Hi Mark,
Excellent problem report!
We have a load balancer (with the lvs kernel stuff) at 100.1.1.1, with a
second IP address 100.1.1.2.
We have two mail servers at 120.1.1.1 and 120.1.1.2. The load balancer
is supposed to balance connections between the two mailservers. We have
another load balancer at 130.1.1.1 which works fine, but the new load
balancer is set up seemingly the same and yet it just does not work.
Load balancer configuration (100.1.1.2)
===========================
net.ipv4.conf.all.forwarding = 1
eth0 has 100.1.1.1, eth0:0 has 100.1.1.2
And their netmasks are 24, resp. 32?
# ipvsadm --list -n
IP Virtual Server version 1.2.1 (size=4096)
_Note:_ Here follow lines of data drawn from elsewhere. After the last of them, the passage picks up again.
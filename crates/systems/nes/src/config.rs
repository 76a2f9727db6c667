//! Machine configuration

use pane_core::logging::{LogConfig, LogFilterError};
use serde::{Deserialize, Serialize};

use crate::ppu::DOTS_PER_FRAME;

#[derive(Debug, Clone, PartialEq, Eq, Serialize, Deserialize)]
#[serde(default, deny_unknown_fields)]
pub struct NesConfig {
    /// Picture-unit steps run before each CPU cycle
    pub ppu_steps_per_cpu_step: u32,
    /// Picture-unit steps per frame
    pub frame_dots: u64,
    /// Log filter, e.g. "info,cpu=trace"
    pub log: Option<String>,
}

impl Default for NesConfig {
    fn default() -> Self {
        Self {
            ppu_steps_per_cpu_step: 3,
            frame_dots: DOTS_PER_FRAME,
            log: None,
        }
    }
}

impl NesConfig {
    pub fn from_json(s: &str) -> Result<Self, serde_json::Error> {
        serde_json::from_str(s)
    }

    /// Reason this configuration cannot drive a machine, if any.
    pub fn problem(&self) -> Option<&'static str> {
        if self.ppu_steps_per_cpu_step == 0 {
            Some("ppu_steps_per_cpu_step must be at least 1")
        } else if self.frame_dots == 0 {
            Some("frame_dots must be at least 1")
        } else {
            None
        }
    }

    /// Apply `log` to the global logging configuration.
    pub fn apply_logging(&self) -> Result<(), LogFilterError> {
        match &self.log {
            Some(filter) => LogConfig::global().apply_filter(filter),
            None => Ok(()),
        }
    }
}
Prot LocalAddress:Port Scheduler Flags
-> RemoteAddress:Port Forward Weight ActiveConn InActConn
TCP 100.1.1.2:25 wlc
-> 120.1.1.1:25 Tunnel 1 0 0
-> 120.1.1.2:25 Tunnel 1 0 0
iptables has no rules and is default-to-accept. There is no firewall in
front of the box.
Mail server 1 (120.1.1.1)
=================
relevant iptables rules:
$IPTABLES -A INPUT -i eth0 -s 100.1.1.2 -p ipencap -j ACCEPT
$IPTABLES -A INPUT -i tunl0 -p tcp --dport smtp -j ACCEPT
Why do you need those rules if you're not having any netfilter rules and
a ACCEPT policy?
Mail daemon listening on all IPs:
# netstat -natp |grep TEN |grep 25
tcp 0 0 0.0.0.0:25 0.0.0.0:*
LISTEN 14505/exim4
Excellent.
tunl0:0 is the tunnel interface for the existing load balancer (that works)
# ifconfig tunl0:0
tunl0:0 Link encap:IPIP Tunnel HWaddr
inet addr:130.1.1.2 Mask:255.255.255.255
UP RUNNING NOARP MTU:1480 Metric:1
tunl0:3 is the tunnel interface for the new load balancer that doesn't work
# ifconfig tunl0:3
tunl0:3 Link encap:IPIP Tunnel HWaddr
inet addr:100.1.1.2 Mask:255.255.255.255
UP RUNNING NOARP MTU:1480 Metric:1
Mail server 2 (120.1.1.2)
=================
Same as mailserver 1
The current load balancer at 130.1.1.1 uses 130.1.1.2 for load balancing
inbound smtp/25 connections to the two mailservers. If i telnet to
130.1.1.2 from my work machine at 140.1.1.1, this is the tcpdump sequence:
I'm a bit confused by your obfuscation technique :), what's the
designation for the servers regarding the obfuscated IP ranges in
100.x.x.x, the 120.x.x.x, the 130.x.x.x and the 140.x.x.x?
140: your test machine
130: working LVS tunnel
120: RS (mail server)
100: new (non-functional) LVS tunnel
Is my observation correct?
load 1
10:28:34.904382 IP 140.1.1.1.3948 > 130.1.1.2.25: S
3712043866:3712043866(0) win 65535 <mss 1260,nop,nop,sackOK>
10:28:34.909107 IP 140.1.1.1.3948 > 130.1.1.2.25: . ack 151923593 win 65535
10:28:55.134362 IP 140.1.1.1.3948 > 130.1.1.2.25: . ack 52 win 65484
mail 2 eth0 (this could be mail 1 here, in the example the connection
was passed to mail 2)
10:28:34.583491 IP 130.1.1.2.25 > 140.1.1.1.3948: S
151923592:151923592(0) ack 3712043867 win 5840 <mss 1460,nop,nop,sackOK>
10:28:54.608731 IP 130.1.1.2.25 > 140.1.1.1.3948: P 1:52(51) ack 1 win 5840
mail 2 tunl0
10:28:34.583459 IP 140.1.1.1.3948 > 130.1.1.2.25: S
3712043866:3712043866(0) win 65535 <mss 1260,nop,nop,sackOK>
10:28:34.588206 IP 140.1.1.1.3948 > 130.1.1.2.25: . ack 151923593 win 65535
10:28:54.813191 IP 140.1.1.1.3948 > 130.1.1.2.25: . ack 52 win 65484
This tcpdump shows a full tcp connection via the working load balancer
to one of the mail servers, in this case mail 2. The SMTP servers are
configured to pause for 20 seconds before showing their banner, which
accounts for the delay between the packets.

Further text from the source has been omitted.